Saved entries:
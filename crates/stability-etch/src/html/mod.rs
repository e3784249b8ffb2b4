//! HTML rendering of the stability table
//!
//! The Markdown table is parsed with comrak, lowered into an owned markup
//! tree, annotated with the per-level row classes and serialized.
//!
//! ```
//! use stability_etch::html::HtmlRenderer;
//!
//! let html = HtmlRenderer::new()
//!     .render("| API | Stability |\n| --- | --------- |\n| [fs](fs.html) | (2) Stable |")
//!     .unwrap();
//! assert!(html.contains("api_stability_2"));
//! ```

pub mod annotate;
pub mod convert;
pub mod tree;

pub use annotate::{annotate_stability, parse_level, stability_class};
pub use convert::markdown_to_tree;
pub use tree::{Element, MarkupNode, MarkupTree};

use crate::diagnostics::StabilityResult;

/// Markdown to HTML renderer for the stability table
#[derive(Debug, Clone)]
pub struct HtmlRenderer {
    /// Whether to add the stability row classes
    annotate: bool,
}

impl Default for HtmlRenderer {
    fn default() -> Self {
        Self { annotate: true }
    }
}

impl HtmlRenderer {
    /// Create a renderer that annotates table rows
    pub fn new() -> Self {
        Self::default()
    }

    /// Enable or disable row annotation
    pub fn with_annotation(mut self, annotate: bool) -> Self {
        self.annotate = annotate;
        self
    }

    /// Render Markdown to HTML, trimmed of surrounding whitespace.
    ///
    /// Fails with [`MalformedRow`](crate::StabilityError::MalformedRow) when
    /// annotation is on and a table body row is not a two-cell stability
    /// row.
    pub fn render(&self, markdown: &str) -> StabilityResult<String> {
        let mut tree = markdown_to_tree(markdown);
        if self.annotate {
            let rows = annotate_stability(&mut tree)?;
            tracing::debug!("Annotated {} stability rows", rows);
        }
        Ok(tree.to_html().trim().to_string())
    }
}
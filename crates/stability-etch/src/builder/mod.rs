//! Builder API for stability-etch
//!
//! This module provides the entry point for running the stability overview
//! build from a binary or a build script.

mod stability_builder;

pub use stability_builder::{write_stability_json, BuildOutput, StabilityBuilder};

# [WHAT TO DO]
Retrieve all lines from the data that contain the string "convert".

# [WRITTEN SOLUTION]
pub mod convert;
pub use convert::markdown_to_tree;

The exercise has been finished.